One of the best employees of a luxurious District hotel recently finished serving over two decades in federal prison and is an example of rehabilitation and redemption. Andre Marshall is a banquet houseman at the upscale Marriott Marquis Hotel that is adjacent to the Walter E. Washington Convention Center. Marshall’s job is to make sure that the hotel’s guests and clients have the equipment they need for successful business or social affairs.

“I set up rooms for events,” Marshall said. “I set up and clear tables, chairs, stages, and risers for events. We fix the room the way the client wants it.”

Marshall works with a team of six other banquet housemen to organize spaces such as the huge ballrooms in the hotel’s lower floors that can accommodate hundreds of people for an event.

Marshall started at the Marriott Marquis in January 2014 and has received an unprecedented three Spirit of Service Awards and four Gold Coins, all citations of his outstanding service as judged by his supervisors and the hotel’s clients. “You only get those awards when guests write the corporate office about you,” Marshall said. “Those awards don’t happen every day and if you get even one, you’ve done well.”

Marshall is a success story. Statistics compiled by the District government report that 60,000 residents, or nearly 10 percent of the city’s population, consists of returning citizens. It is well documented by District agencies such as the Office of Returning Citizens and local think-tanks that those who have been previously incarcerated for crimes, particularly felonies, have difficulty finding stable employment.

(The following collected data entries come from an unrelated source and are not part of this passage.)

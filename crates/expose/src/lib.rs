// Copyright (c) 2025 Zensical and contributors

// SPDX-License-Identifier: MIT
// Third-party contributions licensed under DCO

// Permission is hereby granted, free of charge, to any person obtaining a copy
// of this software and associated documentation files (the "Software"), to
// deal in the Software without restriction, including without limitation the
// rights to use, copy, modify, merge, publish, distribute, sublicense, and/or
// sell copies of the Software, and to permit persons to whom the Software is
// furnished to do so, subject to the following conditions:

// The above copyright notice and this permission notice shall be included in
// all copies or substantial portions of the Software.

// THE SOFTWARE IS PROVIDED "AS IS", WITHOUT WARRANTY OF ANY KIND, EXPRESS OR
// IMPLIED, INCLUDING BUT NOT LIMITED TO THE WARRANTIES OF MERCHANTABILITY,
// FITNESS FOR A PARTICULAR PURPOSE AND NON-INFRINGEMENT. IN NO EVENT SHALL THE
// AUTHORS OR COPYRIGHT HOLDERS BE LIABLE FOR ANY CLAIM, DAMAGES OR OTHER
// LIABILITY, WHETHER IN AN ACTION OF CONTRACT, TORT OR OTHERWISE, ARISING
// FROM, OUT OF OR IN CONNECTION WITH THE SOFTWARE OR THE USE OR OTHER DEALINGS
// IN THE SOFTWARE.

// ----------------------------------------------------------------------------

//! Bind named views to HTTP methods and content types.
//!
//! A view adapts a plain function into one or more [`Binding`]s, one for each
//! HTTP method it answers, which are registered with a [`Dispatcher`]. Views
//! can post-process their action's result: a [`TemplateView`] renders plain
//! values through a template obtained from the [`Environment`], a [`JsonView`]
//! encodes them as JSON. Results that are already a formed [`Response`] are
//! always passed through unchanged.
//!
//! The [`expose`], [`expose_html`] and [`expose_json`] decorators combine view
//! construction and registration, handing back the decorated function.
//!
//! [`Response`]: expose_http::Response
//!
//! # Examples
//!
//! ```
//! # use std::error::Error;
//! # fn main() -> Result<(), Box<dyn Error>> {
//! use expose::http::{Header, Request};
//! use expose::{expose_json, Dispatcher, Environment, Params, Reply};
//! use expose::Templates;
//!
//! fn articles(_: &dyn Environment, _: &Request, _: &Params) -> Reply {
//!     Reply::value(["hello", "world"])
//! }
//!
//! // Create dispatcher and expose function
//! let mut dispatcher = Dispatcher::new();
//! expose_json(&mut dispatcher, "articles").decorate(articles)?;
//!
//! // Dispatch request by name
//! let env = Templates::new();
//! let req = Request::new().header(Header::Accept, "text/json");
//! let res = dispatcher
//!     .dispatch(&env, &req, "articles", &Params::new())?
//!     .into_response()
//!     .expect("json views always respond");
//! assert_eq!(res.body, br#"["hello","world"]"#);
//! # Ok(())
//! # }
//! ```

#![allow(clippy::doc_markdown)]
#![allow(clippy::missing_errors_doc)]

mod action;
mod binding;
mod decorator;
pub mod dispatcher;
pub mod env;
mod error;
mod reply;
pub mod view;

pub use action::{Action, Params};
pub use binding::{Binding, BindingFactory};
pub use decorator::{expose, expose_html, expose_json, Expose, ExposeJson};
pub use dispatcher::Dispatcher;
pub use env::{Environment, Renderer, Templates};
pub use error::{Error, Result};
pub use reply::{IntoReply, Reply};
pub use view::{ClassView, JsonView, Template, TemplateView, View};

// Re-export toolkit, so views can be written against a single crate
pub use expose_http as http;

This inability to find employment often leads some returning citizens back to a life of crime. A December 2011 Council of Court Excellence report found that the unemployment rate for returning citizens is a whopping 46 percent, compared with 7.5 percent of the city’s population that isn’t employed.

The report also says that 77 percent of the District’s returning citizens received no employment assistance while incarcerated and only 33 percent of those surveyed said that employment assistance was available to them post-release.

Marshall served 22 years for first-degree felony murder. He was first imprisoned in Lorton Reformatory in Virginia and when it was shuttered in 2001, served out his time in penal institutions in Ohio, Tennessee, and Texas. However, Marshall didn’t use the time he was incarcerated idly. “I attended Anacostia High School before I was locked up,” he said,” but I worked and got my GED while incarcerated.”

When Marshall was released in 2010, he returned to the District and got a job in construction. He heard about the Marriott Marquis Job Training Program two years ago on the radio and decided to give the hospitality industry a try.

“Andre was engaged as a student and was a leader during the classroom portion of the training,” Thomas Penny, the general manager of the Courtyard by Marriott Convention Center, said. “He and several of his peers would come downtown, when they were not in class, to tour hotels in preparation for their chance to work at the Marquis.”

“Andre is one of our best,” said Marshall’s supervisor, Senior Events Manager Ronald Quick. “He has a good work ethic and is reliable. He came here with a positive attitude and he is always professional with the guests.”

Marshall said he loves working for Marriott and has aspirations. “I hope to be promoted to manager for events services some day and then director of the hotel and then general manager,” he said. “I would really like to own a hotel and I’m working toward that, also. I am at the bottom in seniority right now, but I’m working hard to move up.”